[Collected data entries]
=== Begin Enclosure ===

//! Config loading, validation, and utility operations.

use super::model::Config;
use crate::error::{CrewError, Result};
use crate::locks::LockOptions;
use std::path::Path;
use std::time::Duration;

impl Config {
    /// Load config from a YAML file.
    pub fn load<P: AsRef<Path>>(path: P) -> Result<Self> {
        let path = path.as_ref();

        let content = std::fs::read_to_string(path).map_err(|e| {
            CrewError::UserError(format!(
                "failed to read config file '{}': {}",
                path.display(),
                e
            ))
        })?;

        Self::from_yaml(&content)
    }

    /// Load config from a YAML file, or defaults if the file does not exist.
    pub fn load_or_default<P: AsRef<Path>>(path: P) -> Result<Self> {
        if path.as_ref().exists() {
            Self::load(path)
        } else {
            Ok(Self::default())
        }
    }

    /// Parse config from a YAML string.
    pub fn from_yaml(yaml: &str) -> Result<Self> {
        let config: Config = serde_yaml::from_str(yaml)
            .map_err(|e| CrewError::UserError(format!("failed to parse config YAML: {}", e)))?;

        config.validate()?;
        Ok(config)
    }

    /// Serialize config to YAML string.
    pub fn to_yaml(&self) -> Result<String> {
        serde_yaml::to_string(self).map_err(|e| {
            CrewError::UserError(format!("failed to serialize config to YAML: {}", e))
        })
    }

    /// Validate config values and return error on invalid values.
    ///
    /// Every threshold, interval, and capacity must be positive.
    pub fn validate(&self) -> Result<()> {
        let positive = [
            ("lock_stale_minutes", self.lock_stale_minutes as u64),
            ("lock_poll_interval_ms", self.lock_poll_interval_ms),
            ("dispatch_max_depth", self.dispatch_max_depth as u64),
            ("dispatch_log_capacity", self.dispatch_log_capacity as u64),
            ("inbox_poll_interval_ms", self.inbox_poll_interval_ms),
            ("heartbeat_interval_secs", self.heartbeat_interval_secs),
            ("heartbeat_miss_limit", self.heartbeat_miss_limit as u64),
            ("agent_stop_timeout_secs", self.agent_stop_timeout_secs),
        ];

        for (field, value) in positive {
            if value == 0 {
                return Err(CrewError::UserError(format!(
                    "config validation failed: {} must be greater than 0",
                    field
                )));
            }
        }

        for (field, value) in [
            ("agent_launch_command", &self.agent_launch_command),
            ("agent_stop_command", &self.agent_stop_command),
        ] {
            if value.as_deref().is_some_and(|v| v.trim().is_empty()) {
                return Err(CrewError::UserError(format!(
                    "config validation failed: {} must not be empty when set",
                    field
                )));
            }
        }

        Ok(())
    }

    /// Lock tuning derived from this config.
    pub fn lock_options(&self) -> LockOptions {
        LockOptions {
            poll_interval: Duration::from_millis(self.lock_poll_interval_ms),
            stale_minutes: self.lock_stale_minutes,
        }
    }

    pub fn inbox_poll_interval(&self) -> Duration {
        Duration::from_millis(self.inbox_poll_interval_ms)
    }

    pub fn inbox_poll_timeout(&self) -> Duration {
        Duration::from_secs(self.inbox_poll_timeout_secs)
    }
}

=== End Enclosure ===

### What this task involves
Retype each record. Keep every character as it is.

### Task response
//! Config loading, validation, and utility operations.

use super::model::Config;
use crate::error::{CrewError, Result};
use crate::locks::LockOptions;
use std::path::Path;
use std::time::Duration;

impl Config {
    /// Load config from a YAML file.
    pub fn load<P: AsRef<Path>>(path: P) -> Result<Self> {
        let path = path.as_ref();

        let content = std::fs::read_to_string(path).map_err(|e| {
            CrewError::UserError(format!(
                "failed to read config file '{}': {}",
                path.display(),
                e
            ))
        })?;

        Self::from_yaml(&content)
    }

    /// Load config from a YAML file, or defaults if the file does not exist.
    pub fn load_or_default<P: AsRef<Path>>(path: P) -> Result<Self> {
        if path.as_ref().exists() {
            Self::load(path)
        } else {
            Ok(Self::default())
        }
    }

    /// Parse config from a YAML string.
    pub fn from_yaml(yaml: &str) -> Result<Self> {
        let config: Config = serde_yaml::from_str(yaml)
            .map_err(|e| CrewError::UserError(format!("failed to parse config YAML: {}", e)))?;

        config.validate()?;
        Ok(config)
    }

    /// Serialize config to YAML string.
    pub fn to_yaml(&self) -> Result<String> {
        serde_yaml::to_string(self).map_err(|e| {
            CrewError::UserError(format!("failed to serialize config to YAML: {}", e))
        })
    }

    /// Validate config values and return error on invalid values.
    ///
    /// Every threshold, interval, and capacity must be positive.
    pub fn validate(&self) -> Result<()> {
        let positive = [
            ("lock_stale_minutes", self.lock_stale_minutes as u64),
            ("lock_poll_interval_ms", self.lock_poll_interval_ms),
            ("dispatch_max_depth", self.dispatch_max_depth as u64),
            ("dispatch_log_capacity", self.dispatch_log_capacity as u64),
            ("inbox_poll_interval_ms", self.inbox_poll_interval_ms),
            ("heartbeat_interval_secs", self.heartbeat_interval_secs),
            ("heartbeat_miss_limit", self.heartbeat_miss_limit as u64),
            ("agent_stop_timeout_secs", self.agent_stop_timeout_secs),
        ];

        for (field, value) in positive {
            if value == 0 {
                return Err(CrewError::UserError(format!(
                    "config validation failed: {} must be greater than 0",
                    field
                )));
            }
        }

        for (field, value) in [
            ("agent_launch_command", &self.agent_launch_command),
            ("agent_stop_command", &self.agent_stop_command),
        ] {
            if value.as_deref().is_some_and(|v| v.trim().is_empty()) {
                return Err(CrewError::UserError(format!(
                    "config validation failed: {} must not be empty when set",
                    field
                )));
            }
        }

        Ok(())
    }

    /// Lock tuning derived from this config.
    pub fn lock_options(&self) -> LockOptions {
        LockOptions {
            poll_interval: Duration::from_millis(self.lock_poll_interval_ms),
            stale_minutes: self.lock_stale_minutes,
        }
    }

    pub fn inbox_poll_interval(&self) -> Duration {
        Duration::from_millis(self.inbox_poll_interval_ms)
    }

    pub fn inbox_poll_timeout(&self) -> Duration {
        Duration::from_secs(self.inbox_poll_timeout_secs)
    }
}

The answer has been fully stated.